Detail, detail, detail. Ed Miliband has found a winning approach and intends to stick to it. Today’s subject of choice was NHS bureaucracy.”There are 163 stautory organisations in the NHS at the moment,” the Labour leader noted. “how many will be left after the government’s top-down reforms?” David Cameron, not a details man, was stumped, leaving Miliband to answer his own question: “561 … is this what he meant by a bonfire of the quangos?” It was further evidence of the Labour leader’s new focus on wasteful public spending.
The session continued in this vein, with Miliband asking the PM a series of technical questions on redundancy costs in the health service and Cameron struggling to answer. The government had spent £852m on making staff redundant, would it now be rehiring any of these people? It was a strong line of attack from Miliband, not least because many Tories will privately agree with it.
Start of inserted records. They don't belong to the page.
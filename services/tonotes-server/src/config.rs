//! Server Configuration
//!
//! Layered, lowest precedence first:
//!
//! 1. built-in defaults
//! 2. `config/default`, `config/local`, then the file given with `--config`
//! 3. `TONOTES__SECTION__KEY` environment variables
//! 4. the flat variables deployments already set (`JWT_SECRET_KEY`,
//!    `MONGO_URI`, `REDIS_URL`, `SESSION_DURATION`, ...)
//! 5. CLI flags, applied in `main`

use serde::{Deserialize, Serialize};
use std::net::SocketAddr;
use std::time::Duration;

use tonotes_api::ApiConfig;
use tonotes_auth::AuthConfig;
use tonotes_db::DatabaseConfig;

/// Server configuration
#[derive(Debug, Clone, Default, Serialize, Deserialize)]
#[serde(default)]
pub struct ServerConfig {
    /// Server binding configuration
    pub server: ServerSettings,
    /// MongoDB and Redis connections
    pub database: DatabaseConfig,
    /// Tokens, passwords, sessions, 2FA
    pub auth: AuthConfig,
    /// HTTP layers
    pub api: ApiSettings,
    /// Logging configuration
    pub logging: LoggingConfig,
}

/// Server binding settings
#[derive(Debug, Clone, Serialize, Deserialize)]
#[serde(default)]
pub struct ServerSettings {
    /// Host to bind to
    pub host: String,
    /// Port to listen on
    pub port: u16,
    /// Grace period for in-flight requests after a shutdown signal, in seconds
    pub shutdown_timeout_secs: u64,
}

impl Default for ServerSettings {
    fn default() -> Self {
        Self {
            host: "0.0.0.0".to_string(),
            port: 3000,
            shutdown_timeout_secs: 30,
        }
    }
}

impl ServerSettings {
    /// Get the socket address to bind to
    pub fn socket_addr(&self) -> anyhow::Result<SocketAddr> {
        format!("{}:{}", self.host, self.port)
            .parse()
            .map_err(|e| anyhow::anyhow!("Invalid bind address {}:{}: {}", self.host, self.port, e))
    }

    pub fn shutdown_timeout(&self) -> Duration {
        Duration::from_secs(self.shutdown_timeout_secs)
    }
}

/// API settings
#[derive(Debug, Clone, Serialize, Deserialize)]
#[serde(default)]
pub struct ApiSettings {
    pub enable_cors: bool,
    /// CORS allowed origins; `*` allows any
    pub cors_origins: Vec<String>,
    pub enable_compression: bool,
    pub enable_tracing: bool,
}

impl Default for ApiSettings {
    fn default() -> Self {
        let defaults = ApiConfig::default();
        Self {
            enable_cors: defaults.enable_cors,
            cors_origins: defaults.cors_origins,
            enable_compression: defaults.enable_compression,
            enable_tracing: defaults.enable_tracing,
        }
    }
}

impl From<&ApiSettings> for ApiConfig {
    fn from(settings: &ApiSettings) -> Self {
        Self {
            enable_cors: settings.enable_cors,
            cors_origins: settings.cors_origins.clone(),
            enable_compression: settings.enable_compression,
            enable_tracing: settings.enable_tracing,
        }
    }
}

/// Logging configuration
#[derive(Debug, Clone, Serialize, Deserialize)]
#[serde(default)]
pub struct LoggingConfig {
    /// Log level or `EnvFilter` directive
    pub level: String,
    /// Log format (json, pretty)
    pub format: String,
}

impl Default for LoggingConfig {
    fn default() -> Self {
        Self {
            level: "info".to_string(),
            format: "pretty".to_string(),
        }
    }
}

// =============================================================================
// Configuration Loading
// =============================================================================

impl ServerConfig {
    /// Load configuration from files and the environment
    pub fn load(config_path: Option<&str>) -> anyhow::Result<Self> {
        // Load .env file if present
        let _ = dotenvy::dotenv();

        let mut builder = config::Config::builder()
            .add_source(config::File::with_name("config/default").required(false))
            .add_source(config::File::with_name("config/local").required(false));

        if let Some(path) = config_path {
            builder = builder.add_source(config::File::with_name(path).required(true));
        }

        builder = builder.add_source(
            config::Environment::with_prefix("TONOTES")
                .prefix_separator("__")
                .separator("__")
                .try_parsing(true),
        );

        let mut server_config: ServerConfig = builder.build()?.try_deserialize()?;
        server_config.apply_env(|name| std::env::var(name).ok())?;

        Ok(server_config)
    }

    /// Overlay the flat environment variables
    pub fn apply_env<F>(&mut self, lookup: F) -> anyhow::Result<()>
    where
        F: Fn(&str) -> Option<String>,
    {
        self.auth.apply_env(&lookup)?;
        self.database.apply_env(&lookup);
        if let Some(port) = lookup("PORT").and_then(|p| p.trim().parse().ok()) {
            self.server.port = port;
        }
        Ok(())
    }
}

#[cfg(test)]
mod tests {
    use super::*;
    use std::collections::HashMap;

    #[test]
    fn test_defaults() {
        let config = ServerConfig::default();
        assert_eq!(config.server.port, 3000);
        assert_eq!(config.logging.format, "pretty");
        assert!(config.api.enable_cors);
        assert_eq!(config.database.mongo_db, "tonotes");
    }

    #[test]
    fn test_partial_toml() {
        let source = r#"
            [server]
            port = 8080

            [auth.session]
            max_active = 3
            duration = "12h"
        "#;
        let config: ServerConfig = config::Config::builder()
            .add_source(config::File::from_str(source, config::FileFormat::Toml))
            .build()
            .unwrap()
            .try_deserialize()
            .unwrap();

        assert_eq!(config.server.port, 8080);
        assert_eq!(config.server.host, "0.0.0.0");
        assert_eq!(config.auth.session.max_active, 3);
        assert_eq!(config.auth.session.duration, Duration::from_secs(12 * 60 * 60));
        assert_eq!(config.auth.jwt.issuer, "toNotes");
    }

    #[test]
    fn test_flat_env_wins() {
        let vars: HashMap<&str, &str> = [
            ("JWT_SECRET_KEY", "s3cret-from-the-environment-0123456789"),
            ("MONGO_URI", "mongodb://mongo:27017"),
            ("PORT", "9000"),
        ]
        .into_iter()
        .collect();

        let mut config = ServerConfig::default();
        config
            .apply_env(|name| vars.get(name).map(|v| v.to_string()))
            .unwrap();

        assert_eq!(config.auth.jwt.secret, "s3cret-from-the-environment-0123456789");
        assert_eq!(config.database.mongo_uri, "mongodb://mongo:27017");
        assert_eq!(config.server.port, 9000);
    }

    #[test]
    fn test_bad_env_duration_is_an_error() {
        let mut config = ServerConfig::default();
        let result = config.apply_env(|name| {
            (name == "SESSION_DURATION").then(|| "forever".to_string())
        });
        assert!(result.is_err());
    }

    #[test]
    fn test_socket_addr() {
        let settings = ServerSettings {
            host: "127.0.0.1".to_string(),
            port: 4000,
            ..Default::default()
        };
        assert_eq!(settings.socket_addr().unwrap().port(), 4000);

        let bad = ServerSettings {
            host: "not a host".to_string(),
            ..Default::default()
        };
        assert!(bad.socket_addr().is_err());
    }
}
The PM, in danger of suffering a third consecutive defeat, eventually erupted with a fury rarely seen in recent weeks.
“He can’t talk about strikes because he’s in the pocket on the unions,” cried Cameron. “He can’t talk about Greece because his plan is to make Britain like Greece.” And then, the most telling rebuke: “He has to talk about the micro because he can’t talk about the macro.” Cameron was cut off in full flight by the Speaker (“We’re grateful,” John Bercow quipped, prompting Cameron to shoot him a look of pure fury), but he had made his point.
It was a criticism that at last some on the Labour benches will agree with. With Greece on the brink and the country facing the largest industrial action for decades, the opposition leader chose to ask an obscure question about health service reform. Few voters, you sense, believe that the Prime Minister should spend his time immersed in the detail of NHS bureaucracy.
Miliband can still mark today down as a win but his approach appears to be subject to diminishing returns.